Moreover, defendant asserts, after the notice of default was drafted, GMAC continued to create and mail similar default letters and billing statements which sought payment of less than the total amount of indebtedness, referencing the letter dated December 2, 2010, which is the day plaintiff alleges the mortgage was accelerated. Nothing in that letter, defendant argues, demands immediate payment of all amounts due under the mortgage. It also claims that the evidence demonstrates that the loan was not accelerated until Ocwen sent the July 16, 2014 billing statement, by which payment of all amounts due was demanded.

Defendant also alleges that plaintiff fails to demonstrate that it paid his real estate taxes and insurance premiums knowing that the mortgage may not be enforceable, and observes that he never notified it of his belief that that it was unenforceable. Moreover, it seeks only to recover amounts paid before plaintiff filed his complaint, in which he notified defendant that its mortgage may not be enforceable.

C. Reply and opposition to cross-motion (NYSCEF 33-37)

Plaintiff observes that defendant does not refute his default on the mortgage and that the notices it sent were condition precedents to the commencement of a foreclosure action and did not de-accelerate the mortgage. Rather, the notices confirm that the mortgage was in foreclosure. He denies that he bears the burden of showing that the November 2, 2010 letter was mailed to him, as defendant must establish that the letter was not mailed, and observes that as defendant did not raise the issue as an affirmative defense, it is waived. He also claims that the notices defendant sent indicate that he was in foreclosure, and thus, it is estopped from denying that the loan was accelerated.

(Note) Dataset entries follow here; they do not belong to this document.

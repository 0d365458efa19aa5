//! The static part of the room: walls, floor, door, TV and light fixtures.

use std::f32::consts::FRAC_PI_2;

use glam::{Quat, Vec3};

use crate::{
    color::Color,
    geometry::{box_geometry, cylinder_geometry, plane_geometry},
    lights::{Light, LightId, LightKind, Lights, ShadowCamera},
    material_manager::{Material, MaterialId, MaterialManager, Side, TextureId},
    model::{Model, ModelPrimitive},
    scene_graph::{
        object3d::{Object3D, ObjectId},
        scene::Scene,
        scene_model::SceneModel,
        transform::Transform,
    },
};

pub const SCREEN_NAME: &str = "screenMesh";

const FLOOR_Y: f32 = -12.5;
const DOOR_WIDTH: f32 = 8.0;
const DOOR_HEIGHT: f32 = 18.0;

const TUBE_POSITION: Vec3 = Vec3::new(24.5, 10.0, 0.0);
const EXTRA_LIGHT_POSITIONS: [Vec3; 6] = [
    Vec3::new(-24.0, 12.0, -24.0),
    Vec3::new(24.0, 12.0, -24.0),
    Vec3::new(-24.0, 12.0, 24.0),
    Vec3::new(24.0, 12.0, 24.0),
    Vec3::new(0.0, 12.0, -24.0),
    Vec3::new(0.0, 12.0, 24.0),
];

pub const TUBE_ON_INTENSITY: f32 = 6.0;
pub const EXTRA_ON_INTENSITY: f32 = 3.0;

/// Materials whose maps the texture controls swap.
pub struct RoomLayout {
    pub wall_material: MaterialId,
    pub floor_material: MaterialId,
}

/// The lights behind the "Toggle Lights" control.
pub struct RoomLights {
    pub tube: LightId,
    pub extras: Vec<LightId>,
}

/// Adds a single-primitive mesh as a root object.
pub fn add_mesh(
    scene: &mut Scene,
    name: &str,
    primitive: ModelPrimitive,
    material: MaterialId,
    transform: Transform,
) -> ObjectId {
    let model_id = scene.add_model(SceneModel::new(
        Model::from_primitive(name, primitive),
        vec![material],
    ));

    scene.add_object(
        Object3D::new(name)
            .with_model(model_id)
            .with_transform(transform),
    )
}

pub fn build_room(
    scene: &mut Scene,
    materials: &mut MaterialManager,
    wall_texture: Option<TextureId>,
    floor_texture: Option<TextureId>,
    door_texture: TextureId,
) -> RoomLayout {
    let wall_material = materials.add_material(
        Material::standard("Walls")
            .with_map(wall_texture)
            .with_side(Side::Back),
    );
    let room = add_mesh(
        scene,
        "Room",
        box_geometry(50.0, 25.0, 50.0),
        wall_material,
        Transform::default(),
    );
    scene.objects[room].receive_shadow = true;

    let floor_material = materials.add_material(
        Material::standard("Floor")
            .with_map(floor_texture)
            .without_depth_test(),
    );
    let floor = add_mesh(
        scene,
        "Floor",
        plane_geometry(50.0, 50.0),
        floor_material,
        Transform::from_trs(
            Vec3::new(0.0, FLOOR_Y, 0.0),
            Quat::from_rotation_x(-FRAC_PI_2),
            Vec3::ONE,
        ),
    );
    scene.objects[floor].receive_shadow = true;
    // Drawn before everything else since it ignores depth.
    scene.objects[floor].render_order = -1;

    let door_material = materials.add_material(
        Material::standard("Door")
            .with_map(door_texture)
            .with_side(Side::Double),
    );
    let door = add_mesh(
        scene,
        "Door",
        box_geometry(DOOR_WIDTH, DOOR_HEIGHT, 0.3),
        door_material,
        Transform::from_trs(
            Vec3::new(-24.9, FLOOR_Y + DOOR_HEIGHT / 2.0, 0.0),
            Quat::from_rotation_y(FRAC_PI_2),
            Vec3::ONE,
        ),
    );
    scene.objects[door].cast_shadow = true;

    let frame_material = materials
        .add_material(Material::standard("Door frame").with_color(Color::from_hex(0x4a3c2a)));
    add_mesh(
        scene,
        "Door frame",
        box_geometry(8.4, 18.4, 0.2),
        frame_material,
        Transform::from_trs(
            Vec3::new(-24.95, FLOOR_Y + 9.0, 0.0),
            Quat::from_rotation_y(FRAC_PI_2),
            Vec3::ONE,
        ),
    );

    let handle_material = materials
        .add_material(Material::standard("Door handle").with_color(Color::from_hex(0x666666)));
    add_mesh(
        scene,
        "Door handle",
        cylinder_geometry(0.1, 0.1, 0.5, 32),
        handle_material,
        Transform::from_trs(
            Vec3::new(
                -24.85,
                FLOOR_Y + DOOR_HEIGHT / 2.0 - 2.0,
                -DOOR_WIDTH / 2.0 + 0.5,
            ),
            Quat::from_rotation_z(FRAC_PI_2),
            Vec3::ONE,
        ),
    );

    let tv_material =
        materials.add_material(Material::standard("TV").with_color(Color::from_hex(0x222222)));
    let tv = add_mesh(
        scene,
        "TV",
        box_geometry(17.0, 10.0, 0.3),
        tv_material,
        Transform::from_translation(Vec3::new(0.0, 3.0, -25.0)),
    );
    scene.objects[tv].cast_shadow = true;

    let housing_material = materials
        .add_material(Material::standard("Tube housing").with_color(Color::from_hex(0xaaaaaa)));
    add_mesh(
        scene,
        "Tube housing",
        box_geometry(6.0, 0.3, 0.5),
        housing_material,
        Transform::from_trs(TUBE_POSITION, tube_rotation(), Vec3::ONE),
    );

    RoomLayout {
        wall_material,
        floor_material,
    }
}

/// Adds the TV screen showing `video_texture`, replacing an earlier screen.
pub fn setup_screen(
    scene: &mut Scene,
    materials: &mut MaterialManager,
    video_texture: TextureId,
) -> ObjectId {
    if let Some(old) = scene.get_object_by_name(SCREEN_NAME) {
        scene.remove_object(old);
    }

    let material = materials.add_material(
        Material::basic("Screen")
            .with_map(video_texture)
            .with_side(Side::Double)
            .without_depth_test(),
    );
    let screen = add_mesh(
        scene,
        SCREEN_NAME,
        plane_geometry(16.5, 9.3),
        material,
        Transform::from_translation(Vec3::new(0.0, 3.0, -24.95)),
    );
    // Sits on top of the TV body, which it would otherwise z-fight with.
    if let Some(object) = scene.get_object_mut(screen) {
        object.render_order = 1;
    }
    screen
}

fn tube_rotation() -> Quat {
    Quat::from_rotation_y(-FRAC_PI_2)
}

pub fn add_lights(lights: &mut Lights) -> RoomLights {
    let white = Color::from_hex(0xffffff);

    lights.add(Light::ambient("Ambient", white, 0.6));

    lights.add(
        Light::directional("Sun", white, 0.5, Vec3::new(10.0, 20.0, 10.0)).with_shadow(
            ShadowCamera {
                left: -30.0,
                right: 30.0,
                top: 30.0,
                bottom: -30.0,
                near: 0.5,
                far: 50.0,
                map_size: 4096,
            },
        ),
    );

    let mut spot = Light::spot(
        "Sofa spot",
        Color::from_hex(0xfff5e1),
        1.5,
        Vec3::new(0.0, 15.0, 5.0),
        std::f32::consts::PI / 6.0,
        0.3,
    );
    spot.cast_shadow = true;
    lights.add(spot);

    let mut tube = Light::rect_area("Tube", white, TUBE_ON_INTENSITY, 6.0, 0.5);
    tube.position = TUBE_POSITION;
    if let LightKind::RectArea { rotation, .. } = &mut tube.kind {
        *rotation = tube_rotation();
    }
    let tube = lights.add(tube);

    // Start dark even though the light toggle starts on; the first toggle
    // brings them up.
    let extras = EXTRA_LIGHT_POSITIONS
        .iter()
        .enumerate()
        .map(|(i, &position)| {
            lights.add(Light::point(
                format!("Extra light {}", i + 1),
                white,
                0.0,
                position,
                40.0,
            ))
        })
        .collect();

    RoomLights {
        tube,
        extras,
    }
}

impl RoomLights {
    pub fn set_on(&self, lights: &mut Lights, on: bool) {
        lights.set_intensity(self.tube, if on { TUBE_ON_INTENSITY } else { 0.0 });
        for &extra in &self.extras {
            lights.set_intensity(extra, if on { EXTRA_ON_INTENSITY } else { 0.0 });
        }
    }
}

#[cfg(test)]
mod tests {
    use super::*;
    use crate::material_manager::{ColorSpace, TextureManager};

    fn textures() -> (TextureManager, [TextureId; 4]) {
        let mut textures = TextureManager::new();
        let ids = ["wall", "floor", "door", "video"]
            .map(|name| textures.create(name, ColorSpace::Srgb));
        (textures, ids)
    }

    #[test]
    fn builds_the_room_with_its_shadow_flags() {
        let (_, [wall, floor, door, _]) = textures();
        let mut scene = Scene::new();
        let mut materials = MaterialManager::new();

        let layout = build_room(&mut scene, &mut materials, Some(wall), Some(floor), door);
        scene.late_update();
        let [room, floor, door, tv] =
            ["Room", "Floor", "Door", "TV"].map(|name| scene.get_object_by_name(name).unwrap());

        assert!(scene.objects[room].receive_shadow);
        assert!(scene.objects[door].cast_shadow);
        assert!(scene.objects[tv].cast_shadow);
        assert_eq!(scene.objects[floor].render_order, -1);
        assert!(!materials.get(layout.floor_material).unwrap().depth_test);
        assert_eq!(materials.get(layout.wall_material).unwrap().side, Side::Back);

        let door_position = scene.objects[door].transform.world_position();
        assert!(door_position.abs_diff_eq(Vec3::new(-24.9, -3.5, 0.0), 1e-5));

        // The floor plane faces up after its rotation.
        let floor_normal = scene.world_matrix(floor).transform_vector3(Vec3::Z);
        assert!(floor_normal.abs_diff_eq(Vec3::Y, 1e-5));
    }

    #[test]
    fn setting_up_the_screen_twice_keeps_one_screen() {
        let (_, [_, _, _, video]) = textures();
        let mut scene = Scene::new();
        let mut materials = MaterialManager::new();

        let first = setup_screen(&mut scene, &mut materials, video);
        let second = setup_screen(&mut scene, &mut materials, video);

        assert_ne!(first, second);
        assert_eq!(scene.get_object_by_name(SCREEN_NAME), Some(second));
        assert!(!scene.is_rendered(first));
    }

    #[test]
    fn extra_lights_start_dark() {
        let mut lights = Lights::new();
        let room_lights = add_lights(&mut lights);

        assert_eq!(lights.get(room_lights.tube).unwrap().intensity, 6.0);
        assert!(room_lights
            .extras
            .iter()
            .all(|&id| lights.get(id).unwrap().intensity == 0.0));
        assert_eq!(lights.shadow_caster().unwrap().name, "Sun");
    }
}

To the extent that defendant denies having paid his real estate taxes and insurance premiums knowing that the mortgage was not enforceable, plaintiff observes that it does not explain why it advanced the payments. Plaintiff reiterates his earlier arguments.

III. ANALYSIS

To prevail on a motion for summary judgment, the movant must establish, prima facie, its entitlement to judgment as a matter of law, providing sufficient evidence demonstrating the absence of any triable issues of fact. (Matter of New York City Asbestos Litig., 33 NY3d 20, 25-26 [2019]). If this burden is met, the opponent must offer evidence in admissible form demonstrating the existence of factual issues requiring a trial; "conclusions, expressions of hope, or unsubstantiated allegations or assertions are insufficient." (Justinian Capital SPC v WestLB AG, 28 NY3d 160, 168 [2016], quoting Gilbert Frank Corp. v Fed. Ins. Co., 70 NY2d 966, 967 [1988]). In deciding the motion, the evidence must be viewed in the "light most favorable to the opponent of the motion and [the court] must give that party the benefit of every favorable inference." (O'Brien v Port Authority of New York and New Jersey, 29 NY3d 27, 37 [2017]).

A. RPAPL 1501(4)

As pertinent here, RPAPL 1501(4) provides that

[w]here the period allowed by the applicable statute of limitation for the commencement of an action to foreclose a mortgage [...] has expired, any person having an estate or interest in the real property subject to such encumbrance may maintain an action against any other person or persons [...] to secure the cancellation and discharge of record of such encumbrance, and to adjudge the estate or interest of the plaintiff in such real property to be free therefrom

Pursuant to CPLR 213(4), the statute of limitations to foreclose on a mortgage is six years. An acceleration of the entire amount due under a mortgage triggers the start of the statute of limitations. (Deutsche Bank Nat. Tr. Co. v Royal Blue Realty Holdings, Inc., 148 AD3d 529, 530 [1st Dept 2017], lv denied 30 NY3d 959 [2017]). However, in order to accelerate a mortgage, the lender must take some "affirmative action" evidencing its election to do so. (Wells Fargo Bank, N.A. v Burke, 94 AD3d 980, 982-983 [2d Dept 2012]).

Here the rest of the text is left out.